‘This is the Age of Steel!’ proclaimed Raleigh in their advertising brochure, pointing out that their ‘All-Steel Bicycle’ describes the fundamental difference between the Raleigh and other bicycles. It is a testament to the quality of manufacturing of that time that this machine is still in good running order over 100 years later.
In 1921, Great Britain was the world’s leading industrial nation, and bicycles one of its leading exports. So Raleigh’s catalogue was printed in a variety of languages. However, given his record in the wars between Spain and England 300 years earlier, I’m not sure how the Spanish version was received bearing in mind the first picture in the catalogue (above) of Sir Walter Raleigh.
1921 Raleigh All-Steel ‘Modele Superbe’ X Frame
Green enamel paintwork with matching grips
Sturmey-Archer ‘Model K’ 3-speed gear
Frame No 704888
With its original green enamel paintwork intact, this Raleigh X frame is a joy to behold.
The Raleigh X frame had been the most expensive bicycle in the world before World War One. But after the War, market conditions had changed. The Japanese cycle industry had dominated the Asian market as a result of Britain not being to export. Now, with world trade resuming, Raleigh, BSA and Hercules, as Britain’s leading cycle exporters, had to drop their prices to compete.

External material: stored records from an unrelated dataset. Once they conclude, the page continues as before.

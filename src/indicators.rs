use crate::config::IndicatorConfig;
use crate::error::EngineError;
use crate::models::Bar;
use serde::{Deserialize, Serialize};
use std::collections::BTreeMap;

/// Shortest series any indicator can say something about (one-step difference).
pub const MIN_INDICATOR_BARS: usize = 2;

pub const CH_EMA: &str = "ema";
pub const CH_MACD: &str = "macd";
pub const CH_MACD_SIGNAL: &str = "macd_signal";
pub const CH_MACD_HIST: &str = "macd_hist";
pub const CH_RSI: &str = "rsi";
pub const CH_BB_UPPER: &str = "bb_upper";
pub const CH_BB_MIDDLE: &str = "bb_middle";
pub const CH_BB_LOWER: &str = "bb_lower";
pub const CH_ATR: &str = "atr";
pub const CH_ROC: &str = "roc";
pub const CH_VOLUME_RATIO: &str = "volume_ratio";
pub const CH_HIGHEST_HIGH: &str = "highest_high";
pub const CH_LOWEST_LOW: &str = "lowest_low";

pub fn sma_channel(period: usize) -> String {
    format!("sma_{}", period)
}

/// Named channels aligned to a bar sequence; `None` marks warmup.
#[derive(Debug, Clone, Default, PartialEq, Serialize, Deserialize)]
pub struct IndicatorSeries {
    len: usize,
    channels: BTreeMap<String, Vec<Option<f64>>>,
}

impl IndicatorSeries {
    pub fn new(len: usize) -> Self {
        Self {
            len,
            channels: BTreeMap::new(),
        }
    }

    pub fn len(&self) -> usize {
        self.len
    }

    pub fn is_empty(&self) -> bool {
        self.len == 0
    }

    pub fn insert(&mut self, name: impl Into<String>, values: Vec<Option<f64>>) {
        debug_assert_eq!(values.len(), self.len);
        self.channels.insert(name.into(), values);
    }

    pub fn channel(&self, name: &str) -> Option<&[Option<f64>]> {
        self.channels.get(name).map(|values| values.as_slice())
    }

    pub fn value(&self, name: &str, index: usize) -> Option<f64> {
        self.channels
            .get(name)
            .and_then(|values| values.get(index).copied().flatten())
    }

    pub fn latest(&self, name: &str) -> Option<f64> {
        self.len.checked_sub(1).and_then(|idx| self.value(name, idx))
    }

    pub fn channel_names(&self) -> impl Iterator<Item = &str> {
        self.channels.keys().map(|name| name.as_str())
    }
}

/// Compute every configured channel once for a bar sequence.
pub fn compute_indicators(
    bars: &[Bar],
    config: &IndicatorConfig,
) -> Result<IndicatorSeries, EngineError> {
    if bars.len() < MIN_INDICATOR_BARS {
        return Err(EngineError::InsufficientData {
            required: MIN_INDICATOR_BARS,
            available: bars.len(),
        });
    }

    let closes: Vec<f64> = bars.iter().map(|b| b.close).collect();
    let highs: Vec<f64> = bars.iter().map(|b| b.high).collect();
    let lows: Vec<f64> = bars.iter().map(|b| b.low).collect();
    let volumes: Vec<f64> = bars.iter().map(|b| b.volume).collect();

    let mut series = IndicatorSeries::new(bars.len());
    for &period in &config.sma_periods {
        series.insert(sma_channel(period), calculate_sma(&closes, period));
    }
    series.insert(CH_EMA, calculate_ema(&closes, config.ema_period));

    let macd = calculate_macd(
        &closes,
        config.macd_fast,
        config.macd_slow,
        config.macd_signal,
    );
    series.insert(CH_MACD, macd.line);
    series.insert(CH_MACD_SIGNAL, macd.signal);
    series.insert(CH_MACD_HIST, macd.histogram);

    series.insert(CH_RSI, calculate_rsi(&closes, config.rsi_period));

    let bands = calculate_bollinger_bands(&closes, config.bollinger_period, config.bollinger_std_dev);
    series.insert(CH_BB_UPPER, bands.upper);
    series.insert(CH_BB_MIDDLE, bands.middle);
    series.insert(CH_BB_LOWER, bands.lower);

    series.insert(CH_ATR, calculate_atr(bars, config.atr_period));
    series.insert(CH_ROC, calculate_roc(&closes, config.roc_period));
    series.insert(
        CH_VOLUME_RATIO,
        calculate_volume_ratio(&volumes, config.volume_period),
    );
    series.insert(
        CH_HIGHEST_HIGH,
        rolling_max(&highs, config.extremum_window),
    );
    series.insert(CH_LOWEST_LOW, rolling_min(&lows, config.extremum_window));

    Ok(series)
}

pub fn calculate_sma(prices: &[f64], period: usize) -> Vec<Option<f64>> {
    let mut sma_values = vec![None; prices.len()];
    if period == 0 || prices.len() < period {
        return sma_values;
    }

    let mut window_sum: f64 = prices[..period].iter().sum();
    sma_values[period - 1] = Some(window_sum / period as f64);
    for i in period..prices.len() {
        window_sum += prices[i] - prices[i - period];
        sma_values[i] = Some(window_sum / period as f64);
    }

    sma_values
}

/// EMA seeded with the SMA of the first `period` values.
pub fn calculate_ema(prices: &[f64], period: usize) -> Vec<Option<f64>> {
    let mut ema_values = vec![None; prices.len()];
    if period == 0 || prices.len() < period {
        return ema_values;
    }

    let multiplier = 2.0 / (period as f64 + 1.0);
    let mut ema = prices[..period].iter().sum::<f64>() / period as f64;
    ema_values[period - 1] = Some(ema);
    for i in period..prices.len() {
        ema += multiplier * (prices[i] - ema);
        ema_values[i] = Some(ema);
    }

    ema_values
}

/// EMA over a partially-defined series; warmup restarts at the first defined value.
fn calculate_ema_sparse(values: &[Option<f64>], period: usize) -> Vec<Option<f64>> {
    let mut out = vec![None; values.len()];
    let Some(first) = values.iter().position(|v| v.is_some()) else {
        return out;
    };
    let dense: Vec<f64> = values[first..].iter().map(|v| v.unwrap_or(0.0)).collect();
    for (offset, value) in calculate_ema(&dense, period).into_iter().enumerate() {
        out[first + offset] = value;
    }
    out
}

pub struct MacdOutput {
    pub line: Vec<Option<f64>>,
    pub signal: Vec<Option<f64>>,
    pub histogram: Vec<Option<f64>>,
}

pub fn calculate_macd(
    prices: &[f64],
    fast_period: usize,
    slow_period: usize,
    signal_period: usize,
) -> MacdOutput {
    let fast_ema = calculate_ema(prices, fast_period);
    let slow_ema = calculate_ema(prices, slow_period);

    let line: Vec<Option<f64>> = fast_ema
        .iter()
        .zip(slow_ema.iter())
        .map(|(fast, slow)| match (fast, slow) {
            (Some(f), Some(s)) => Some(f - s),
            _ => None,
        })
        .collect();

    let signal = calculate_ema_sparse(&line, signal_period);

    let histogram = line
        .iter()
        .zip(signal.iter())
        .map(|(m, s)| match (m, s) {
            (Some(m), Some(s)) => Some(m - s),
            _ => None,
        })
        .collect();

    MacdOutput {
        line,
        signal,
        histogram,
    }
}

fn rsi_from_avgs(avg_gain: f64, avg_loss: f64) -> f64 {
    if avg_loss == 0.0 && avg_gain == 0.0 {
        50.0
    } else if avg_loss == 0.0 {
        100.0
    } else if avg_gain == 0.0 {
        0.0
    } else {
        let rs = avg_gain / avg_loss;
        100.0 - 100.0 / (1.0 + rs)
    }
}

/// Wilder RSI; the first defined value sits at index `period`.
pub fn calculate_rsi(prices: &[f64], period: usize) -> Vec<Option<f64>> {
    let mut rsi_values = vec![None; prices.len()];
    if period == 0 || prices.len() < period + 1 {
        return rsi_values;
    }

    let mut sum_gain = 0.0f64;
    let mut sum_loss = 0.0f64;
    for i in 1..=period {
        let delta = prices[i] - prices[i - 1];
        if delta >= 0.0 {
            sum_gain += delta;
        } else {
            sum_loss += -delta;
        }
    }

    let mut avg_gain = sum_gain / period as f64;
    let mut avg_loss = sum_loss / period as f64;
    rsi_values[period] = Some(rsi_from_avgs(avg_gain, avg_loss));

    for i in (period + 1)..prices.len() {
        let delta = prices[i] - prices[i - 1];
        let gain = if delta > 0.0 { delta } else { 0.0 };
        let loss = if delta < 0.0 { -delta } else { 0.0 };
        avg_gain = (avg_gain * (period as f64 - 1.0) + gain) / period as f64;
        avg_loss = (avg_loss * (period as f64 - 1.0) + loss) / period as f64;
        rsi_values[i] = Some(rsi_from_avgs(avg_gain, avg_loss));
    }

    rsi_values
}

pub struct BollingerOutput {
    pub upper: Vec<Option<f64>>,
    pub middle: Vec<Option<f64>>,
    pub lower: Vec<Option<f64>>,
}

pub fn calculate_bollinger_bands(prices: &[f64], period: usize, std_dev: f64) -> BollingerOutput {
    let middle = calculate_sma(prices, period);
    let mut upper = vec![None; prices.len()];
    let mut lower = vec![None; prices.len()];

    for (i, mean) in middle.iter().enumerate() {
        let Some(mean) = *mean else {
            continue;
        };
        let window_start = i + 1 - period;
        let slice = &prices[window_start..=i];
        let variance = slice.iter().map(|&val| (val - mean).powi(2)).sum::<f64>() / period as f64;
        let standard_deviation = variance.sqrt();

        upper[i] = Some(mean + (std_dev * standard_deviation));
        lower[i] = Some(mean - (std_dev * standard_deviation));
    }

    BollingerOutput {
        upper,
        middle,
        lower,
    }
}

/// Wilder ATR aligned to bar indices; first value at index `period`.
pub fn calculate_atr(bars: &[Bar], period: usize) -> Vec<Option<f64>> {
    let n = bars.len();
    let mut atr = vec![None; n];
    if period == 0 || n <= period {
        return atr;
    }

    let mut tr_sum = 0.0f64;
    let mut prev_atr = 0.0f64;
    for i in 1..n {
        let tr = bars[i].true_range(bars[i - 1].close);
        if i <= period {
            tr_sum += tr;
            if i == period {
                prev_atr = tr_sum / period as f64;
                atr[i] = Some(prev_atr);
            }
        } else {
            prev_atr = ((prev_atr * (period as f64 - 1.0)) + tr) / period as f64;
            atr[i] = Some(prev_atr);
        }
    }

    atr
}

/// Percent change over `period` bars.
pub fn calculate_roc(prices: &[f64], period: usize) -> Vec<Option<f64>> {
    let mut roc = vec![None; prices.len()];
    if period == 0 {
        return roc;
    }
    for i in period..prices.len() {
        let base = prices[i - period];
        if base != 0.0 {
            roc[i] = Some((prices[i] - base) / base * 100.0);
        }
    }
    roc
}

/// Volume relative to its own simple moving average.
pub fn calculate_volume_ratio(volumes: &[f64], period: usize) -> Vec<Option<f64>> {
    calculate_sma(volumes, period)
        .into_iter()
        .zip(volumes.iter())
        .map(|(avg, &volume)| match avg {
            Some(avg) if avg > 0.0 => Some(volume / avg),
            _ => None,
        })
        .collect()
}

pub fn rolling_max(values: &[f64], window: usize) -> Vec<Option<f64>> {
    rolling_extremum(values, window, f64::max, f64::NEG_INFINITY)
}

pub fn rolling_min(values: &[f64], window: usize) -> Vec<Option<f64>> {
    rolling_extremum(values, window, f64::min, f64::INFINITY)
}

fn rolling_extremum(
    values: &[f64],
    window: usize,
    pick: fn(f64, f64) -> f64,
    init: f64,
) -> Vec<Option<f64>> {
    let mut out = vec![None; values.len()];
    if window == 0 || values.len() < window {
        return out;
    }
    for i in (window - 1)..values.len() {
        let window_start = i + 1 - window;
        out[i] = Some(values[window_start..=i].iter().copied().fold(init, pick));
    }
    out
}

/// Support and resistance around one bar, derived only from bars at or before it.
#[derive(Debug, Clone, Copy, PartialEq, Serialize, Deserialize)]
pub struct PriceLevels {
    pub support: f64,
    pub resistance: f64,
}

/// Half-width of the pivot confirmation window.
const PIVOT_HALF_WIDTH: usize = 3;

/// Rolling extremum detector.
///
/// A pivot low at `j` is a bar whose low is the minimum of `j - k ..= j + k`
/// with `j + k <= index`, so no future bar is consulted. Support is the
/// highest pivot low at or below the close of `index` within `window` bars;
/// without one it falls back to the lowest low of the window. Resistance
/// mirrors this with pivot highs.
pub fn support_resistance(bars: &[Bar], index: usize, window: usize) -> Option<PriceLevels> {
    if bars.is_empty() || index >= bars.len() || window == 0 {
        return None;
    }
    let start = (index + 1).saturating_sub(window);
    let close = bars[index].close;
    let k = PIVOT_HALF_WIDTH;

    let mut support: Option<f64> = None;
    let mut resistance: Option<f64> = None;
    for j in start..=index {
        if j < k || j + k > index {
            continue;
        }
        let neighbourhood = &bars[j - k..=j + k];
        let low = bars[j].low;
        let high = bars[j].high;
        if neighbourhood.iter().all(|b| b.low >= low) && low <= close {
            support = Some(support.map_or(low, |s: f64| s.max(low)));
        }
        if neighbourhood.iter().all(|b| b.high <= high) && high >= close {
            resistance = Some(resistance.map_or(high, |r: f64| r.min(high)));
        }
    }

    let window_bars = &bars[start..=index];
    let support = support.unwrap_or_else(|| {
        window_bars
            .iter()
            .map(|b| b.low)
            .fold(f64::INFINITY, f64::min)
    });
    let resistance = resistance.unwrap_or_else(|| {
        window_bars
            .iter()
            .map(|b| b.high)
            .fold(f64::NEG_INFINITY, f64::max)
    });

    Some(PriceLevels {
        support,
        resistance,
    })
}
mod common;

use common::*;
use tradecycle::config::{DecisionConfig, IndicatorConfig, OptimizerConfig, SimulationConfig, TargetRule};
use tradecycle::indicators::compute_indicators;
use tradecycle::models::{ExitReason, SignalState};
use tradecycle::optimizer::optimize_coefficient;
use tradecycle::positions::{Action, PositionBook, PositionState, T1_RESTRICTION};
use tradecycle::scoring::DecisionScores;
use tradecycle::simulator::run_backtest_for;
use tradecycle::{EngineConfig, StrategyRegistry};

fn signals_for(strategy_id: &str, bars: &[Bar]) -> Vec<SignalState> {
    let registry = StrategyRegistry::with_builtin();
    let strategy = registry.get(strategy_id).unwrap();
    let params = registry
        .resolve_params(strategy_id, &EngineConfig::default())
        .unwrap();
    let indicators = compute_indicators(bars, &IndicatorConfig::default()).unwrap();
    strategy.evaluate(bars, &indicators, &params).unwrap().signals
}

#[test]
fn rising_series_first_cycle_succeeds_quickly() {
    init_test_logging();
    let bars = exact_bars(&rising_closes(40, 100.0, 1.0));
    let signals = signals_for("rising_trend", &bars);
    assert!(signals.iter().any(|s| *s == SignalState::Flag));

    let config = SimulationConfig::default();
    assert_eq!(config.profit_target_pct, 5.0);
    assert_eq!(config.max_lookahead_days, 30);

    let report = run_backtest_for("rising_trend", &bars, &signals, &config).unwrap();
    let first = &report.trades[0];
    assert!(first.success);
    assert_eq!(first.exit_reason, ExitReason::ProfitTarget);
    assert!(first.days_to_peak < 30);
    assert_eq!(report.cycles[0].last_state(), SignalState::Success);
    assert!(report.win_rate > 0.0);
}

#[test]
fn flat_series_emits_no_signals() {
    init_test_logging();
    let bars = exact_bars(&vec![25.0; 50]);
    let registry = StrategyRegistry::with_builtin();
    for id in registry.ids() {
        let signals = signals_for(&id, &bars);
        assert!(
            signals.iter().all(|s| s.is_empty()),
            "{} signalled on a flat series",
            id
        );
    }
}

#[test]
fn sell_is_held_on_entry_day_and_allowed_next_day() {
    init_test_logging();
    let mut book = PositionBook::new(50_000.0, DecisionConfig::default());
    book.advance_to(day(0));
    let buy = book.decide("AAA", 20.0, &DecisionScores::new(85.0, 75.0, 20.0));
    assert_eq!(buy.action, Action::Buy);
    book.execute(&buy, 20.0).unwrap();
    assert_eq!(book.state("AAA"), PositionState::HeldUnsellable);

    // Price below the stop: sell conditions hold on both days.
    let weak = DecisionScores::new(30.0, 30.0, 40.0);
    let same_day = book.request_sell("AAA", 18.5, &weak).unwrap();
    assert_eq!(same_day.action, Action::Hold);
    assert_eq!(same_day.reason, T1_RESTRICTION);
    assert_eq!(book.state("AAA"), PositionState::HeldUnsellable);

    book.advance_to(day(1));
    let next_day = book.request_sell("AAA", 18.5, &weak).unwrap();
    assert_eq!(next_day.action, Action::Sell);
    assert_eq!(book.state("AAA"), PositionState::NoPosition);
}

#[test]
fn optimizer_prefers_highest_return_when_success_ties() {
    init_test_logging();
    let mut closes = vec![100.0; 21];
    closes.extend([95.0, 97.0, 98.0, 99.0, 100.0]);
    let bars = exact_bars(&closes);
    let config = OptimizerConfig {
        grid: vec![0.96, 0.98, 1.00],
        warmup_bars: 20,
        lookahead_days: 5,
        extremum_window: 10,
        target_rule: TargetRule::SupportEntry,
        ..OptimizerConfig::default()
    };

    let report = optimize_coefficient(&bars, &config).unwrap();
    assert!(report.candidates.iter().all(|c| c.scenario_count == 1));
    assert!(report.candidates.iter().all(|c| c.success_rate == 100.0));
    assert_eq!(report.best_coefficient(), Some(0.96));

    let again = optimize_coefficient(&bars, &config).unwrap();
    assert_eq!(report, again);
}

Comparing two upmarket catalogues from 1925, Sunbeam’s top model, the All Black Golden with 3-speed gear, was 20 guineas. In the same year, this Raleigh was 16 10/-. Judging by the original Golden Sunbeams and Raleigh X frames I’ve bought and sold over the years, both models were built to a very high standard with a top quality finish, and were treasured by their owners. The ornate gilt box lining and transfers (decals) on a Raleigh X Frame are more sumptuous than any other British bicycle of that time. With a very high standard of preservation, this is one of the best. It’s ready to ride.